Сходным афоризмом Чехов окончит рецензию «Гамлет на пушкинской сцене» (1882): «Лучше плохо сыгранный Шекспир, чем скучное ничего» (16, 21).

Самым шекспировским прозаическим текстом Чехова может показаться фельетон (авторское определение) «В Москве» (1891), героем-рассказчиком которого становится московский Гамлет. «Да, я мог бы! Мог бы! Но я гнилая тряпка, дрянь, кислятина, я московский Гамлет. Тащите меня на Ваганьково!» (7, 507).

Однако как раз здесь мы сталкиваемся с четвертым, намеченным выше, типом литературных взаимосвязей. Акцентированные Чеховым свойства героя (невежество – высокомерие, апломб – зависть) восходят не к Шекспиру, а к сниженным версиям русского гамлетизма обильно представленным в нашей словесности. «Московский Гамлет» встает в один ряд с «Гамлетом Щигровского уезда» (1848) И. С. Тургенева (и его же концепцией шекспировского героя, представленной в речи «Гамлет и Дон-Кихот», 1860), «Гамлетами – пара на грош (Из записок лежебока)» (1882) Я. В. Абрамова, «Гамлетизированными поросятами» (1882) Н. К. Михайловского (рецензия на повести и рассказы раскаявшегося народника Ю. Н. Говорухи-Отрока).

Чаще же, как и в письмах, Чехов включает шекспировские мотивы в комический контекст, делая Гамлета предметом непритязательного юмора Антоши Чехонте.

«На сцене дают „Гамлета“.

– Офелия! – кричит Гамлет. – О, нимфа! помяни мои грехи… (Очередное использование этой расхожей реплики. – И. С.)

– У вас правый ус оторвался! – шепчет Офелия.

– Помяни мои грехи… А?

– У вас правый ус оторвался!

– Пррроклятие!.. в твоих святых молитвах…»

(«И то и се. Поэзия и проза», 1881; 1, 104–105).

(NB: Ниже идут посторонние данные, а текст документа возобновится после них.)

//! Completion Provider Adapters.
//!
//! Implementations of the CompletionProvider port.
//!
//! ## Available Adapters
//!
//! - `OpenAIProvider` - OpenAI and Azure OpenAI chat completions (streaming)
//! - `MockCompletionProvider` - Scripted provider for testing

mod mock_provider;
mod openai_provider;

pub use mock_provider::MockCompletionProvider;
pub use openai_provider::{ApiStyle, OpenAIConfig, OpenAIProvider};
//! Errors raised while relaying a chat turn.

use thiserror::Error;

use crate::domain::foundation::ValidationError;
use crate::ports::{ProviderError, RepositoryError};

use super::response_channel::ChannelError;
use super::stream_adapter::HookError;

/// Every way a turn can fail, before or during streaming.
#[derive(Debug, Clone, Error)]
pub enum RelayError {
    /// Malformed turn request; rejected before any side effect.
    #[error("Validation failed: {0}")]
    Validation(#[from] ValidationError),

    /// Provider credentials or endpoint missing.
    #[error("Configuration error: {0}")]
    Configuration(String),

    /// Upstream provider failed (including idle timeout).
    #[error("Provider error: {0}")]
    Provider(#[from] ProviderError),

    /// Message store failed.
    #[error("Persistence error: {0}")]
    Persistence(#[from] RepositoryError),

    /// A lifecycle hook failed.
    #[error("Hook failed: {0}")]
    Hook(#[from] HookError),

    /// Outbound channel failed for a reason other than client disconnect.
    #[error("Channel error: {0}")]
    Channel(#[from] ChannelError),

    /// Stream session rejected a transition.
    #[error("Invalid stream state: {0}")]
    State(String),
}

impl RelayError {
    /// Creates a configuration error.
    pub fn configuration(message: impl Into<String>) -> Self {
        Self::Configuration(message.into())
    }
}

#[cfg(test)]
mod tests {
    use super::*;

    #[test]
    fn wraps_provider_errors() {
        let err: RelayError = ProviderError::rate_limited(5).into();
        assert!(matches!(err, RelayError::Provider(ProviderError::RateLimited { .. })));
        assert_eq!(err.to_string(), "Provider error: rate limited: retry after 5s");
    }

    #[test]
    fn wraps_validation_errors() {
        let err: RelayError = ValidationError::empty_field("messages").into();
        assert_eq!(
            err.to_string(),
            "Validation failed: Field 'messages' cannot be empty"
        );
    }
}
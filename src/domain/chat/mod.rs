//! Chat module - messages, conversation windows and stream sessions.

mod message;
mod session;
mod window;

pub use message::{ChatMessage, Role, StoredMessage};
pub use session::{StreamSession, StreamState};
pub use window::ConversationWindow;
//! Adapters - Implementations of port interfaces.
//!
//! Adapters connect the domain to external systems:
//! - `ai` - Chat-completion providers (OpenAI/Azure, scripted mock)
//! - `http` - Axum routes and handlers
//! - `postgres` - PostgreSQL message storage
//! - `storage` - In-memory message storage

pub mod ai;
pub mod http;
pub mod postgres;
pub mod storage;

pub use ai::{MockCompletionProvider, OpenAIConfig, OpenAIProvider};
pub use http::{chat_router, ChatAppState};
pub use postgres::PostgresMessageRepository;
pub use storage::InMemoryMessageRepository;
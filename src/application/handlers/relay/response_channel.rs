//! Outbound event-stream channel.
//!
//! Frames tokens as `data:` events and hands them to the transport through a
//! bounded queue. The queue bound is the backpressure point: a slow client
//! fills it and stalls the writer instead of growing memory.
//!
//! The transport owns the [`FrameStream`] half. Dropping it (client gone) is
//! the only cancellation signal the relay observes.

use futures::Stream;
use std::pin::Pin;
use std::task::{Context, Poll};
use std::time::Duration;
use thiserror::Error;
use tokio::sync::mpsc;

/// Response headers that put the transport into event-stream mode.
const EVENT_STREAM_HEADERS: [(&str, &str); 3] = [
    ("content-type", "text/event-stream"),
    ("cache-control", "no-cache"),
    ("connection", "keep-alive"),
];

/// Channel sizing and write bound.
#[derive(Debug, Clone, Copy, PartialEq, Eq)]
pub struct ChannelConfig {
    /// Frames queued before writes start waiting on the client.
    pub buffer: usize,
    /// Longest a single write may wait for queue space.
    pub write_timeout: Duration,
}

impl Default for ChannelConfig {
    fn default() -> Self {
        Self {
            buffer: 32,
            write_timeout: Duration::from_secs(30),
        }
    }
}

/// Errors from writing to the channel.
#[derive(Debug, Clone, PartialEq, Eq, Error)]
pub enum ChannelError {
    /// Write attempted after `close()`.
    #[error("channel closed")]
    Closed,

    /// The transport dropped its end.
    #[error("client disconnected")]
    Disconnected,

    /// The client did not drain the queue in time.
    #[error("write timed out after {timeout_ms}ms")]
    WriteTimeout { timeout_ms: u64 },
}

impl ChannelError {
    /// True when the error means the client is gone rather than a fault.
    pub fn is_cancellation(&self) -> bool {
        matches!(self, ChannelError::Disconnected | ChannelError::WriteTimeout { .. })
    }
}

/// Writer half: frames events and enforces close semantics.
#[derive(Debug)]
pub struct ResponseChannel {
    sender: Option<mpsc::Sender<String>>,
    write_timeout: Duration,
}

/// Reader half, handed to the transport as the response body.
#[derive(Debug)]
pub struct FrameStream {
    receiver: mpsc::Receiver<String>,
}

impl ResponseChannel {
    /// Opens a channel and returns both halves.
    pub fn open(config: &ChannelConfig) -> (Self, FrameStream) {
        let (sender, receiver) = mpsc::channel(config.buffer.max(1));
        (
            Self {
                sender: Some(sender),
                write_timeout: config.write_timeout,
            },
            FrameStream { receiver },
        )
    }

    /// Headers the transport must send before the first frame.
    pub fn headers() -> &'static [(&'static str, &'static str)] {
        &EVENT_STREAM_HEADERS
    }

    /// Writes one token as a `data:` event.
    pub async fn write_token(&mut self, token: &str) -> Result<(), ChannelError> {
        self.send(event_frame(token)).await
    }

    /// Writes a serialized error payload as a `data:` event.
    pub async fn write_error(&mut self, payload_json: &str) -> Result<(), ChannelError> {
        self.send(event_frame(payload_json)).await
    }

    /// Ends the stream. Idempotent.
    pub fn close(&mut self) {
        self.sender = None;
    }

    pub fn is_closed(&self) -> bool {
        self.sender.is_none()
    }

    /// Resolves once the transport has dropped its end.
    ///
    /// Never resolves after `close()`: a closed channel has nothing left to cancel.
    pub async fn disconnected(&self) {
        match &self.sender {
            Some(sender) => sender.closed().await,
            None => futures::future::pending::<()>().await,
        }
    }

    async fn send(&mut self, frame: String) -> Result<(), ChannelError> {
        let sender = self.sender.as_ref().ok_or(ChannelError::Closed)?;
        match tokio::time::timeout(self.write_timeout, sender.send(frame)).await {
            Ok(Ok(())) => Ok(()),
            Ok(Err(_)) => Err(ChannelError::Disconnected),
            Err(_) => Err(ChannelError::WriteTimeout {
                timeout_ms: self.write_timeout.as_millis() as u64,
            }),
        }
    }
}

impl Stream for FrameStream {
    type Item = String;

    fn poll_next(mut self: Pin<&mut Self>, cx: &mut Context<'_>) -> Poll<Option<Self::Item>> {
        self.receiver.poll_recv(cx)
    }
}

/// Formats one event: every line gets its own `data:` field, then a blank line.
///
/// A client joining the data lines with `\n` gets the original text back
/// (with `\r\n` and lone `\r` normalized to `\n`).
pub fn event_frame(data: &str) -> String {
    let normalized = data.replace("\r\n", "\n");
    let mut frame = String::with_capacity(normalized.len() + 8);
    for line in normalized.split(['\n', '\r']) {
        frame.push_str("data: ");
        frame.push_str(line);
        frame.push('\n');
    }
    frame.push('\n');
    frame
}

«11 <марта.> Четверг. В г. Конотопе, Черниговской губ., появится самозванец, выдающий себя за Гамлета, принца датского» («Календарь „Будильника“ на 1882 год. Март-апрель; 1, 144).

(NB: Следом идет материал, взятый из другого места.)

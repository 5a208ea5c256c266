//! State machine trait for lifecycle enums.

use super::ValidationError;

/// Trait for status enums that represent state machines.
///
/// Implementors declare the legal edges; callers go through
/// [`StateMachine::transition_to`] so an illegal edge surfaces as an error
/// instead of silently overwriting the state.
///
/// ```ignore
/// let next = StreamState::Init.transition_to(StreamState::Streaming)?;
/// assert!(next.transition_to(StreamState::Init).is_err());
/// ```
pub trait StateMachine: Sized + Copy + PartialEq + std::fmt::Debug {
    /// Returns true if transition from self to target is valid.
    fn can_transition_to(&self, target: &Self) -> bool;

    /// Returns all valid target states from current state.
    fn valid_transitions(&self) -> Vec<Self>;

    /// Performs transition with validation, returning error if invalid.
    fn transition_to(&self, target: Self) -> Result<Self, ValidationError> {
        if self.can_transition_to(&target) {
            Ok(target)
        } else {
            Err(ValidationError::invalid_format(
                "state_transition",
                format!("Cannot transition from {:?} to {:?}", self, target),
            ))
        }
    }

    /// Checks if current state is terminal (no valid outgoing transitions).
    fn is_terminal(&self) -> bool {
        self.valid_transitions().is_empty()
    }
}
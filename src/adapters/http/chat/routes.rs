//! Route definitions for chat endpoints

use axum::routing::{get, post};
use axum::Router;

use super::handlers::{health, relay_turn, ChatAppState};

/// Create chat router with all endpoints
///
/// # Endpoints
///
/// - `POST /api/chat` - Relay a turn; the answer streams back as `text/event-stream`
/// - `GET /health` - Liveness probe
pub fn routes() -> Router<ChatAppState> {
    Router::new()
        .route("/api/chat", post(relay_turn))
        .route("/health", get(health))
}
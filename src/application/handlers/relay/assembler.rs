//! Conversation assembly: stored history + incoming turn = provider context.

use std::sync::Arc;
use tracing::debug;

use crate::domain::chat::{ChatMessage, ConversationWindow, Role, StoredMessage};
use crate::domain::foundation::ChatId;
use crate::ports::{MessageRepository, RepositoryError};

use super::errors::RelayError;

/// Builds the ordered message list sent to the completion provider.
pub struct ConversationAssembler {
    repository: Arc<dyn MessageRepository>,
    default_persona: String,
}

impl ConversationAssembler {
    pub fn new(repository: Arc<dyn MessageRepository>, default_persona: impl Into<String>) -> Self {
        Self {
            repository,
            default_persona: default_persona.into(),
        }
    }

    /// Loads the stored system message and the `2 × max_pairs` most recent
    /// non-system messages, oldest first.
    pub async fn fetch_window(
        &self,
        chat_id: &ChatId,
        max_pairs: usize,
    ) -> Result<ConversationWindow, RelayError> {
        let system = self.repository.find_system_message(chat_id).await?;
        let limit = max_pairs.saturating_mul(2);
        let mut history = self
            .repository
            .find_recent_messages(chat_id, true, limit)
            .await?;

        normalize_history(&mut history, limit);

        ConversationWindow::new(system, history, max_pairs)
            .map_err(|err| RepositoryError::Corrupt(err.to_string()).into())
    }

    /// Merges the stored window with the incoming messages.
    ///
    /// The incoming system message wins and is written back to storage only
    /// when it differs from the stored one. Without any system message the
    /// default persona is used (and not stored). Incoming non-system messages
    /// follow the stored history in their original order.
    pub async fn merge_with_incoming(
        &self,
        chat_id: &ChatId,
        window: &ConversationWindow,
        incoming: &[ChatMessage],
    ) -> Result<Vec<ChatMessage>, RelayError> {
        let incoming_system = incoming.iter().find(|m| m.role.is_system());

        let system = match (incoming_system, window.system()) {
            (Some(fresh), Some(stored)) => {
                if stored.content != fresh.content {
                    self.repository
                        .update_message(&stored.id, &fresh.content)
                        .await?;
                    debug!(chat_id = %chat_id, "System message updated");
                }
                fresh.clone()
            }
            (Some(fresh), None) => {
                self.repository
                    .create_message(chat_id, Role::System, &fresh.content)
                    .await?;
                debug!(chat_id = %chat_id, "System message stored");
                fresh.clone()
            }
            (None, Some(stored)) => stored.to_chat_message(),
            (None, None) => ChatMessage::system(self.default_persona.clone()),
        };

        let mut messages = Vec::with_capacity(1 + window.len() + incoming.len());
        messages.push(system);
        messages.extend(window.history_messages());
        messages.extend(incoming.iter().filter(|m| !m.role.is_system()).cloned());

        Ok(messages)
    }
}

/// Orders by sequence, drops duplicates and keeps only the newest `limit`.
fn normalize_history(history: &mut Vec<StoredMessage>, limit: usize) {
    history.sort_by_key(|m| m.sequence);
    history.dedup_by_key(|m| m.sequence);
    if history.len() > limit {
        history.drain(..history.len() - limit);
    }
}
//! Error types for the domain layer.

use thiserror::Error;

/// Errors that occur during value object construction and input validation.
#[derive(Debug, Clone, PartialEq, Eq, Error)]
pub enum ValidationError {
    #[error("Field '{field}' cannot be empty")]
    EmptyField { field: String },

    #[error("Field '{field}' must be at most {max} characters, got {actual}")]
    TooLong {
        field: String,
        max: usize,
        actual: usize,
    },

    #[error("Field '{field}' has invalid format: {reason}")]
    InvalidFormat { field: String, reason: String },
}

impl ValidationError {
    /// Creates an empty field validation error.
    pub fn empty_field(field: impl Into<String>) -> Self {
        ValidationError::EmptyField { field: field.into() }
    }

    /// Creates a length validation error.
    pub fn too_long(field: impl Into<String>, max: usize, actual: usize) -> Self {
        ValidationError::TooLong {
            field: field.into(),
            max,
            actual,
        }
    }

    /// Creates an invalid format validation error.
    pub fn invalid_format(field: impl Into<String>, reason: impl Into<String>) -> Self {
        ValidationError::InvalidFormat {
            field: field.into(),
            reason: reason.into(),
        }
    }
}

#[cfg(test)]
mod tests {
    use super::*;

    #[test]
    fn validation_error_empty_field_displays_correctly() {
        let err = ValidationError::empty_field("messages");
        assert_eq!(format!("{}", err), "Field 'messages' cannot be empty");
    }

    #[test]
    fn validation_error_too_long_displays_correctly() {
        let err = ValidationError::too_long("messages[0].content", 10, 12);
        assert_eq!(
            format!("{}", err),
            "Field 'messages[0].content' must be at most 10 characters, got 12"
        );
    }

    #[test]
    fn validation_error_invalid_format_displays_correctly() {
        let err = ValidationError::invalid_format("chatId", "must be a UUID");
        assert_eq!(
            format!("{}", err),
            "Field 'chatId' has invalid format: must be a UUID"
        );
    }
}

«Принц Гамлет сказал: „Если обращаться с каждым по заслугам, кто же избавится от пощечины?“ Неужели это может относиться и к театральным рецензентам?» («Мои остроты и изречения», 1883; 2, 253).

Такой же принцип – амбивалентность архитектонических форм – обнаруживается при изучении связей Чехова и Пушкина[53].

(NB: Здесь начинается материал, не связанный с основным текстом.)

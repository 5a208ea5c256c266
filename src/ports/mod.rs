//! Ports - Interfaces for external dependencies.
//!
//! Following hexagonal architecture, ports define the contracts between
//! the relay core and the outside world. Adapters implement these ports.
//!
//! - `CompletionProvider` - Streaming LLM completion source
//! - `MessageRepository` - Chat message persistence

mod completion_provider;
mod message_repository;

pub use completion_provider::{
    CompletionProvider, CompletionRequest, CompletionStream, FinishReason, ProviderError,
    StreamChunk,
};
pub use message_repository::{MessageRepository, RepositoryError};
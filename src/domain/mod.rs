//! Domain layer containing business logic and domain types.
//!
//! # Module Organization
//!
//! - `foundation` - Shared domain primitives (IDs, timestamps, errors, state machine)
//! - `chat` - Messages, conversation windows and the per-turn stream session

pub mod chat;
pub mod foundation;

Любопытно, что в рассказе «Аптекарша» (1886) английский и русский классики комически объединяются: Шекспиру приписывается фраза из «Евгения Онегина».

«Обтесов вынимает из кармана толстый бумажник, долго роется в пачке денег и расплачивается.

– Ваш муж сладко спит… видит сны… – бормочет он, пожимая на прощанье руку аптекарши.

– Я не люблю слушать глупостей…

– Какие же это глупости? Наоборот… это вовсе не глупости… Даже Шекспир сказал: „Блажен, кто смолоду был молод!“

– Пустите руку!

Наконец покупатели, после долгих разговоров, целуют у аптекарши ручку и нерешительно, словно раздумывая, не забыли ли они чего-нибудь, выходят из аптеки» (5, 196).

В поздних чеховских текстах, подобно письмам, преобладающей является антономазия: Шекспир упоминается в каком-то ряду (причем, как правило, персонажами) в качестве великого человека.

«Они <студенты> охотно поддаются влиянию писателей новейшего времени, даже не лучших, но совершенно равнодушны к таким классикам, как, например, Шекспир, Марк Аврелий, Епиктет или Паскаль, и в этом неуменье отличать большое от малого наиболее всего сказывается их житейская непрактичность» («Скучная история», 1889; 7, 288). (В этой повести, впрочем, есть и контактные связи: начитанный профессор вспоминает Отелло с Дездемоной и шекспировских гробокопателей.)

«– Как счастливы Будда и Магомет или Шекспир, что добрые родственники и доктора не лечили их от экстаза и вдохновения! – сказал Коврин» («Черный монах», 1894; 8, 251).

Аналогично используется имя Шекспира в «Огнях» (1888; 7, 111) и «Пари» (1889; 7, 232).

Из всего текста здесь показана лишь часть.